The foundational element of claims in negligence is that the defendant owed the plaintiff a duty of care. Whether a duty of care exists is a function of whether there was sufficient relevant proximity between the parties, and whether the injury was foreseeable. A plaintiff can establish a proximate relationship in one of two ways. First, by establishing that the facts fall within or are analogous to a previously recognized category of proximity. Second, if no such category exists, a plaintiff may seek to establish a “novel” duty of care through a full analysis of the relevant test, which in Canadian law is called the Anns/Cooper test.[1]
Where the claims being made relate to situations of “pure economic loss”, the circumstances in which a duty of care will be found to exist are more confined as a matter of law. “Pure economic loss” occurs where a party’s injury is only economic or financial in nature. It is contrasted to situations in which economic or financial loss may exist, but is consequent on a physical injury to the person or damage to property. Here, the franchisees’ loss was pure economic loss and the key question before the Court was whether the law recognized a duty of care for economic loss in these circumstances.
In assessing proximity, the overarching question is whether the parties are in such a close and direct relationship that it would be just and fair, having regard to the relationship, to impose a duty of care in law.

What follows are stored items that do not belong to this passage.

use z3950_dissector::{
    config::{DissectorConfig, Protocol},
    Dissector,
};
use z3950_transcoder::value::{DiagnosticKind, Node};

const SIMPDU: [u8; 11] = [9, 1, 5, 1, 0x00, 0x00, 0x00, 0x01, 2, 1, 2];

fn dissector() -> Dissector {
    Dissector::new(DissectorConfig::default().pdc_ports([6010]))
}

#[test]
fn decodes_a_start_initialise_mpdu() {
    let node = dissector().dissect(Protocol::Pdc, &SIMPDU).unwrap();
    assert_eq!(node.name, "SIMPDU");
    assert_eq!(node.get("credit").and_then(Node::as_integer), Some(5));
    let state = node.get("state").unwrap();
    assert_eq!(state.as_integer(), Some(1));
    assert_eq!(state.display.as_deref(), Some("Operational"));
    assert_eq!(node.get("yr_admu_nr").and_then(Node::as_integer), Some(1));
    let parameters = node.get("parameters").unwrap().children();
    assert_eq!(parameters.len(), 1);
    assert_eq!(parameters[0].name, "Version Number");
    assert_eq!(parameters[0].as_integer(), Some(2));
    assert!(node.all_diagnostics().is_empty());
}

#[test]
fn frames_back_to_back_mpdus() {
    let dissector = dissector();
    let mut framer = dissector.framer(Protocol::Pdc);
    let acknowledge: [u8; 5] = [3, 8, 4, 0x00, 0x07];
    let stream = [&SIMPDU[..], &acknowledge[..]].concat();
    let (first, second) = stream.split_at(7);
    assert!(dissector.dissect_segment(&mut framer, 6010, first).is_empty());
    let results = dissector.dissect_segment(&mut framer, 6010, second);
    assert_eq!(results.len(), 2);
    let acknowledge = results[1].as_ref().unwrap();
    assert_eq!(acknowledge.name, "AKMPDU");
    assert_eq!(acknowledge.get("seq_nr").and_then(Node::as_integer), Some(7));
}

#[test]
fn reports_unknown_mpdu_codes() {
    let node = dissector().dissect(Protocol::Pdc, &[2, 7, 0, 0]).unwrap();
    assert_eq!(node.name, "PDC");
    assert_eq!(node.children().len(), 2);
    let diagnostics = node.all_diagnostics();
    assert_eq!(diagnostics.len(), 1);
    assert_eq!(diagnostics[0].kind, DiagnosticKind::InvalidValue);
}

#[test]
fn flags_octets_the_layout_leaves_over() {
    // DRMPDU with a dangling parameter type octet
    let node = dissector()
        .dissect(Protocol::Pdc, &[6, 3, 0, 0, 0, 9, 2, 4])
        .unwrap();
    assert_eq!(node.get("reason").and_then(|r| r.display.as_deref()), Some("Protocol Error"));
    assert!(!node.all_diagnostics().is_empty());
}
//! Soul colors and the CMYK attribute vector.

use std::fmt;
use std::str::FromStr;

use serde::{Deserialize, Serialize};

use crate::error::DomainError;

/// One of the four categorical soul colors.
#[derive(Debug, Clone, Copy, PartialEq, Eq, PartialOrd, Ord, Hash, Serialize, Deserialize)]
pub enum SoulColor {
    /// Cyan.
    C,
    /// Magenta.
    M,
    /// Yellow.
    Y,
    /// Key (black).
    K,
}

impl SoulColor {
    /// All colors in canonical order.
    pub const ALL: [SoulColor; 4] = [SoulColor::C, SoulColor::M, SoulColor::Y, SoulColor::K];

    /// Returns the single-letter code.
    #[must_use]
    pub fn as_str(self) -> &'static str {
        match self {
            SoulColor::C => "C",
            SoulColor::M => "M",
            SoulColor::Y => "Y",
            SoulColor::K => "K",
        }
    }
}

impl fmt::Display for SoulColor {
    fn fmt(&self, f: &mut fmt::Formatter<'_>) -> fmt::Result {
        f.write_str(self.as_str())
    }
}

impl FromStr for SoulColor {
    type Err = DomainError;

    fn from_str(s: &str) -> Result<Self, Self::Err> {
        match s.trim() {
            "C" | "c" => Ok(SoulColor::C),
            "M" | "m" => Ok(SoulColor::M),
            "Y" | "y" => Ok(SoulColor::Y),
            "K" | "k" => Ok(SoulColor::K),
            other => Err(DomainError::Validation(format!(
                "soul color must be one of C, M, Y, K (got {other:?})"
            ))),
        }
    }
}

/// CMYK attribute vector carried by a ghost.
#[derive(Debug, Clone, Copy, Default, PartialEq, Eq, Serialize, Deserialize)]
pub struct Cmyk {
    /// Cyan channel.
    #[serde(rename = "C", default)]
    pub c: i32,
    /// Magenta channel.
    #[serde(rename = "M", default)]
    pub m: i32,
    /// Yellow channel.
    #[serde(rename = "Y", default)]
    pub y: i32,
    /// Key channel.
    #[serde(rename = "K", default)]
    pub k: i32,
}

impl Cmyk {
    /// A vector with the channel matching `color` set to 1 and the others 0.
    #[must_use]
    pub fn from_soul_color(color: SoulColor) -> Self {
        let mut cmyk = Self::default();
        cmyk.set(color, 1);
        cmyk
    }

    /// Returns the value of one channel.
    #[must_use]
    pub fn get(&self, color: SoulColor) -> i32 {
        match color {
            SoulColor::C => self.c,
            SoulColor::M => self.m,
            SoulColor::Y => self.y,
            SoulColor::K => self.k,
        }
    }

    /// Sets the value of one channel.
    pub fn set(&mut self, color: SoulColor, value: i32) {
        match color {
            SoulColor::C => self.c = value,
            SoulColor::M => self.m = value,
            SoulColor::Y => self.y = value,
            SoulColor::K => self.k = value,
        }
    }
}

#[cfg(test)]
mod tests {
    use super::*;

    #[test]
    fn test_from_soul_color_sets_only_matching_channel() {
        let cmyk = Cmyk::from_soul_color(SoulColor::C);
        assert_eq!(cmyk, Cmyk { c: 1, m: 0, y: 0, k: 0 });
    }

    #[test]
    fn test_cmyk_serializes_with_uppercase_keys() {
        let json = serde_json::to_value(Cmyk::from_soul_color(SoulColor::Y)).unwrap();
        assert_eq!(json, serde_json::json!({"C": 0, "M": 0, "Y": 1, "K": 0}));
    }

    #[test]
    fn test_parse_soul_color_rejects_unknown_letter() {
        assert_eq!("m".parse::<SoulColor>().unwrap(), SoulColor::M);
        match "R".parse::<SoulColor>() {
            Err(DomainError::Validation(msg)) => assert!(msg.contains("C, M, Y, K")),
            other => panic!("expected Validation, got {other:?}"),
        }
    }
}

The factors to assess that relationship are diverse and depend on the circumstances of each case, but include the expectations, representations, reliance, and the property or other interests involved.
The franchisees argued that the circumstances of its claim fell within two categories of proximity that have been recognized in respect of pure economic loss: negligent misrepresentation or performance of a service, and the negligent supply of shoddy goods or structures. In the alternative, they argued, a novel duty of care should be recognized.
Majority Finds No Proximate Relationship Between Maple Leaf and Mr. Sub Franchisees
Writing for the majority, Justices Brown and Martin held that there was no proximate relationship between Maple Leaf and the franchisees.
Proximity Based on Analogous Categories
The majority confirmed the rationale from its decision in Deloitte & Touche v. Livent Inc. (Receiver of), 2017 SCC 63, that for cases of negligent misrepresentation or performance of a service, two factors are determinative of whether proximity is established: the defendant’s undertaking, and the plaintiff’s reliance. The analysis is grounded in considerations of the scope and purpose of the defendant’s undertaking, and whether the plaintiff’s reliance was reasonably within the scope of that undertaking.
Here, the majority accepted that Maple Leaf had undertook to provide ready-to-eat meats fit for human consumption. However, they held that the undertaking was made to end consumers, for the purpose of assuring them that their interests were being kept in mind. The Court held that proximity is based on determining the intended effect or purpose of the defendant’s undertaking, and here that purpose and effect did not extend to concern for the business interests of commercial intermediaries such as the Mr. Sub franchisees. The majority also found that the franchisees had not relied on the undertaking in any event, as was required to establish proximity.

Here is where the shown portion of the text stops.